Le phénomène de la mondialisation qui fait actuellement couler beaucoup d'encre recouvre de fait deux dynamiques bien différentes, celle de l'internationalisation et celle de la mondialisation. Ni l'une ni l’autre ne risque de remettre en question ce statut privilégié.
Dans le cas de l'internationalisation, il s'agit simplement d'une accélération, comme il s'en est produit plusieurs fois dans l’histoire, des activités et des responsabilités internationales des États-nations. Cet accroissement se réalise par l'augmentation des relations bilatérales et multilatérales de toutes sortes et par une plus grande formalisation, à l'intérieur d'accords et d'institutions, de ces relations. Paradoxalement, on constate que plus le nombre d'acteurs nationaux étatiques augmente, plus le nombre d'organisations internationales augmente lui aussi, et vice-versa. Comme si l'augmentation du nombre de voix exigeait davantage de mécanismes d'encadrement et qu’à son tour l'augmentation de ces mécanismes encourageait certaines sociétés ainsi que des gouvernements non nationaux à vouloir y participer de plein droit.
Quant à la mondialisation, on peut la définir comme la généralisation à l'échelle de la planète d'activités et de problématiques [355] qui jusqu’ici s'étaient davantage déroulées à une échelle plus limitée. On pense surtout aux activités de production et de consommation, mais il faudrait aussi y inclure les activités reliées à la culture, à la sécurité, à la criminalité et à la santé. Plusieurs des phénomènes associés à cette mondialisation ont mis en lumière les faiblesses des moyens d'action dont disposent les États-nations. Aucun État ne peut régler à lui seul des problèmes tels le sida, le trafic des narcotiques, la protection de la couche d'ozone ou les migrations.

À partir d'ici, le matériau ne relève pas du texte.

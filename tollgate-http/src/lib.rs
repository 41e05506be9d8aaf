//! HTTP fallback transport for `tollgate`.
//!
//! [`HttpTransport`] POSTs the event's JSON body to a logging endpoint, forwarding the caller's
//! original authorization in a configurable header. Anything other than `200 OK` counts as a
//! failed attempt. The router treats this path as last resort and swallows its final failure.

use async_trait::async_trait;
use reqwest::header::{HeaderName, CONTENT_TYPE};
use reqwest::{Client, StatusCode};
use std::time::Duration;
use tollgate::{
    ConfigError, DeliveryOutcome, HttpFallbackConfig, LogEvent, MessageTransport, RetryPolicy,
};

pub const DEFAULT_REQUEST_TIMEOUT: Duration = Duration::from_secs(10);

/// Why a single POST failed.
#[derive(Debug, thiserror::Error)]
pub enum HttpError {
    #[error("request failed: {0}")]
    Request(#[from] reqwest::Error),
    #[error("logging endpoint answered {0}")]
    Status(StatusCode),
}

#[derive(Debug, Clone)]
pub struct HttpTransport {
    client: Client,
    url: String,
    auth_header: HeaderName,
    retry: RetryPolicy,
}

impl HttpTransport {
    pub fn new(config: &HttpFallbackConfig, retry: RetryPolicy) -> Result<Self, ConfigError> {
        let client = Client::builder()
            .timeout(DEFAULT_REQUEST_TIMEOUT)
            .build()
            .map_err(|e| ConfigError::backend("http", e))?;
        Self::with_client(client, config, retry)
    }

    /// Use a preconfigured client.
    pub fn with_client(
        client: Client,
        config: &HttpFallbackConfig,
        retry: RetryPolicy,
    ) -> Result<Self, ConfigError> {
        let auth_header = config
            .auth_header
            .parse::<HeaderName>()
            .map_err(|e| ConfigError::invalid("TOLLGATE_HTTP_AUTH_HEADER", e.to_string()))?;
        Ok(Self { client, url: config.url.clone(), auth_header, retry })
    }

    pub fn url(&self) -> &str {
        &self.url
    }

    async fn post(&self, body: &[u8], authorization: Option<&str>) -> Result<(), HttpError> {
        let mut request =
            self.client.post(&self.url).header(CONTENT_TYPE, "application/json").body(body.to_vec());
        if let Some(token) = authorization {
            request = request.header(self.auth_header.clone(), token);
        }
        let response = request.send().await?;
        match response.status() {
            StatusCode::OK => Ok(()),
            status => Err(HttpError::Status(status)),
        }
    }
}

#[async_trait]
impl MessageTransport for HttpTransport {
    fn name(&self) -> &str {
        "http"
    }

    async fn send(&self, event: &LogEvent) -> DeliveryOutcome {
        let body = event.to_json()?;
        let authorization = event.authorization();
        self.retry.deliver(self.name(), |_| self.post(&body, authorization)).await
    }
}
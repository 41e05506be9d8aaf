//! Clock abstractions used by the rate limiter and delivery timestamps.

use std::sync::atomic::{AtomicI64, Ordering};
use std::sync::Arc;
use std::time::{SystemTime, UNIX_EPOCH};

/// Clock abstraction so timing can be faked in tests.
///
/// Values are wall-clock milliseconds since the Unix epoch. They are not required to be
/// monotonic: a clock that steps backwards is tolerated by the bucket refill logic.
pub trait Clock: Send + Sync + std::fmt::Debug {
    fn now_millis(&self) -> i64;
}

/// Wall clock backed by `SystemTime::now()`.
#[derive(Debug, Clone, Copy, Default)]
pub struct SystemClock;

impl Clock for SystemClock {
    fn now_millis(&self) -> i64 {
        SystemTime::now()
            .duration_since(UNIX_EPOCH)
            .map(|d| i64::try_from(d.as_millis()).unwrap_or(i64::MAX))
            .unwrap_or(0)
    }
}

/// Manually driven clock for deterministic tests.
///
/// Clones share the same underlying time.
#[derive(Debug, Clone, Default)]
pub struct ManualClock {
    now: Arc<AtomicI64>,
}

impl ManualClock {
    pub fn new(start_millis: i64) -> Self {
        Self { now: Arc::new(AtomicI64::new(start_millis)) }
    }

    pub fn set(&self, millis: i64) {
        self.now.store(millis, Ordering::SeqCst);
    }

    /// Move time forward (or backward, with a negative delta).
    pub fn advance(&self, delta_millis: i64) {
        self.now.fetch_add(delta_millis, Ordering::SeqCst);
    }
}

impl Clock for ManualClock {
    fn now_millis(&self) -> i64 {
        self.now.load(Ordering::SeqCst)
    }
}
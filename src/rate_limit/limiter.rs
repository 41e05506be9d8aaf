use crate::clock::{Clock, SystemClock};
use crate::error::LimiterError;
use crate::rate_limit::bucket::{BucketState, RateLimitPolicy};
use crate::rate_limit::store::{BucketStore, InMemoryBucketStore};
use crate::rate_limit::{Decision, FailureMode};
use dashmap::DashMap;
use std::sync::Arc;
use std::time::Duration;
use tokio::sync::Mutex;

/// Upper bound on compare-and-swap retries for one key before giving up.
pub const MAX_CAS_ATTEMPTS: usize = 64;

/// Limiter settings.
#[derive(Debug, Clone)]
pub struct LimiterConfig {
    pub(crate) default_policy: RateLimitPolicy,
    pub(crate) failure_mode: FailureMode,
    pub(crate) idle_ttl: Duration,
}

impl LimiterConfig {
    pub fn new(default_policy: RateLimitPolicy) -> Self {
        Self { default_policy, failure_mode: FailureMode::Open, idle_ttl: Duration::from_secs(3600) }
    }

    /// Builder-style: behaviour when the store cannot be reached
    pub fn failure_mode(mut self, mode: FailureMode) -> Self {
        self.failure_mode = mode;
        self
    }

    /// Builder-style: how long a key may stay idle before its bucket is discarded
    pub fn idle_ttl(mut self, ttl: Duration) -> Self {
        self.idle_ttl = ttl;
        self
    }
}

#[derive(Debug, Clone, Copy)]
enum Op {
    Consume(f64),
    Drain(f64),
}

/// Per-key token-bucket limiter over a [`BucketStore`].
///
/// Updates for one key are serialized within the process by a per-key async lock, and against
/// other writers of a shared store by a compare-and-swap loop: each attempt reads the bucket,
/// applies the pure transition, and writes back only if nobody else wrote in between. Two
/// concurrent consumes can therefore never both spend the same tokens.
///
/// A consume that still loses [`MAX_CAS_ATTEMPTS`] races in a row is denied regardless of
/// [`FailureMode`]; it never admits without spending.
#[derive(Debug)]
pub struct RateLimiter<S = InMemoryBucketStore, C = SystemClock> {
    store: Arc<S>,
    clock: C,
    config: LimiterConfig,
    key_locks: DashMap<String, Arc<Mutex<()>>>,
}

impl RateLimiter<InMemoryBucketStore, SystemClock> {
    /// Process-local limiter on the wall clock.
    pub fn in_memory(config: LimiterConfig) -> Self {
        Self::new(InMemoryBucketStore::new(), SystemClock, config)
    }
}

impl<S, C> RateLimiter<S, C>
where
    S: BucketStore,
    C: Clock,
{
    pub fn new(store: S, clock: C, config: LimiterConfig) -> Self {
        Self { store: Arc::new(store), clock, config, key_locks: DashMap::new() }
    }

    pub fn default_policy(&self) -> RateLimitPolicy {
        self.config.default_policy
    }

    pub fn store(&self) -> &S {
        &self.store
    }

    /// Admit `cost` against `key` under the default policy.
    pub async fn check_and_consume(&self, key: &str, cost: f64) -> Result<Decision, LimiterError> {
        self.consume_with(key, self.config.default_policy, cost).await
    }

    /// Admit `cost` against `key` under `policy`.
    ///
    /// If the stored bucket was created under a different policy it is switched first (tokens
    /// clamped to the new capacity, refill clock restarted). A denied request leaves the bucket
    /// untouched. Store failures resolve through the configured [`FailureMode`]; contention is
    /// always a denial.
    pub async fn consume_with(
        &self,
        key: &str,
        policy: RateLimitPolicy,
        cost: f64,
    ) -> Result<Decision, LimiterError> {
        validate_cost(cost)?;
        match self.update(key, policy, Op::Consume(cost)).await {
            Ok((state, allowed)) => {
                if !allowed {
                    tracing::debug!(
                        key,
                        cost,
                        remaining = state.tokens(),
                        retry_after = state.time_to_reset(),
                        "rate limit denied"
                    );
                }
                Ok(Decision::from_state(&state, allowed))
            }
            Err(err @ LimiterError::Contention { .. }) => {
                tracing::warn!(key, error = %err, "rate limit bucket contended; denying");
                Ok(Decision::degraded(policy, FailureMode::Closed, err.to_string()))
            }
            Err(err) => Ok(self.degraded(key, policy, err)),
        }
    }

    /// Report whether `cost` would be admitted without taking any tokens.
    pub async fn peek(
        &self,
        key: &str,
        policy: RateLimitPolicy,
        cost: f64,
    ) -> Result<Decision, LimiterError> {
        validate_cost(cost)?;
        let now = self.clock.now_millis();
        match self.store.load(key).await {
            Ok(loaded) => {
                let current = self.resolve(loaded.map(|v| v.state), policy, now);
                let (state, allowed) = current.peek(cost, now);
                Ok(Decision::from_state(&state, allowed))
            }
            Err(err) => Ok(self.degraded(key, policy, err.into())),
        }
    }

    /// Charge `cost` after the fact, e.g. once a provider reported what a call actually cost.
    ///
    /// The charge is unconditional and clamps at zero; the returned decision is always allowed.
    pub async fn record_usage(
        &self,
        key: &str,
        policy: RateLimitPolicy,
        cost: f64,
    ) -> Result<Decision, LimiterError> {
        validate_cost(cost)?;
        let (state, _) = self.update(key, policy, Op::Drain(cost)).await?;
        Ok(Decision::from_state(&state, true))
    }

    /// Discard buckets idle for longer than the configured TTL.
    pub async fn evict_idle(&self) -> Result<usize, LimiterError> {
        let ttl_ms = i64::try_from(self.config.idle_ttl.as_millis()).unwrap_or(i64::MAX);
        let cutoff = self.clock.now_millis().saturating_sub(ttl_ms);
        let evicted = self.store.evict_idle(cutoff).await?;
        self.key_locks.retain(|_, lock| Arc::strong_count(lock) > 1);
        if evicted > 0 {
            tracing::debug!(evicted, "evicted idle rate limit buckets");
        }
        Ok(evicted)
    }

    fn resolve(&self, stored: Option<BucketState>, policy: RateLimitPolicy, now: i64) -> BucketState {
        match stored {
            Some(state) if state.policy() != policy => state.apply_policy(policy, now),
            Some(state) => state,
            None => BucketState::new(policy, now),
        }
    }

    async fn update(
        &self,
        key: &str,
        policy: RateLimitPolicy,
        op: Op,
    ) -> Result<(BucketState, bool), LimiterError> {
        let lock = self.key_locks.entry(key.to_owned()).or_default().clone();
        let _held = lock.lock().await;
        for _ in 0..MAX_CAS_ATTEMPTS {
            let now = self.clock.now_millis();
            let loaded = self.store.load(key).await?;
            let current = self.resolve(loaded.map(|v| v.state), policy, now);
            let (next, allowed) = match op {
                Op::Consume(cost) => current.consume(cost, now),
                Op::Drain(cost) => (current.drain(cost, now), true),
            };
            if loaded.map(|v| v.state) == Some(next) {
                return Ok((next, allowed));
            }
            let expected = loaded.map(|v| v.version);
            if self.store.compare_and_swap(key, expected, next).await? {
                return Ok((next, allowed));
            }
            tokio::task::yield_now().await;
        }
        Err(LimiterError::Contention { attempts: MAX_CAS_ATTEMPTS })
    }

    fn degraded(&self, key: &str, policy: RateLimitPolicy, err: LimiterError) -> Decision {
        let mode = self.config.failure_mode;
        tracing::error!(key, error = %err, failure_mode = ?mode, "rate limiter unavailable");
        Decision::degraded(policy, mode, err.to_string())
    }
}

impl<S, C> RateLimiter<S, C>
where
    S: BucketStore + 'static,
    C: Clock + 'static,
{
    /// Run [`RateLimiter::evict_idle`] every `interval` on a background task.
    pub fn spawn_eviction(self: Arc<Self>, interval: Duration) -> tokio::task::JoinHandle<()> {
        tokio::spawn(async move {
            let mut ticker = tokio::time::interval(interval);
            ticker.set_missed_tick_behavior(tokio::time::MissedTickBehavior::Delay);
            loop {
                ticker.tick().await;
                if let Err(err) = self.evict_idle().await {
                    tracing::warn!(error = %err, "idle bucket eviction failed");
                }
            }
        })
    }
}

fn validate_cost(cost: f64) -> Result<(), LimiterError> {
    if cost.is_finite() && cost >= 0.0 {
        Ok(())
    } else {
        Err(LimiterError::InvalidCost(cost))
    }
}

Un peu de rigueur dans l'analyse de ces phénomènes permettrait cependant d'éviter les clichés quant à la mort des États et à la fin de l'histoire [15].
Dans certains cas, l'incapacité des États à régler certains problèmes tient moins à la nature internationale de ces problèmes qu'à l'incapacité des États à régler des questions similaires sur ces territoires où il dispose même du plein exercice de la souveraineté et des moyens de la mettre en œuvre. C'est le cas par exemple de la criminalité (drogues, armes, activités financières illicites, etc.). On prend souvent excuse de la nature internationale de ces problèmes - et le même raisonnement s'applique pour l'environnement - pour en appeler à de nouvelles organisations inter ou supra-nationales tout en proclamant que l'État-nation est devenu trop petit pour régler ces « grandes » questions et trop grand pour ce qui est des « petites » questions.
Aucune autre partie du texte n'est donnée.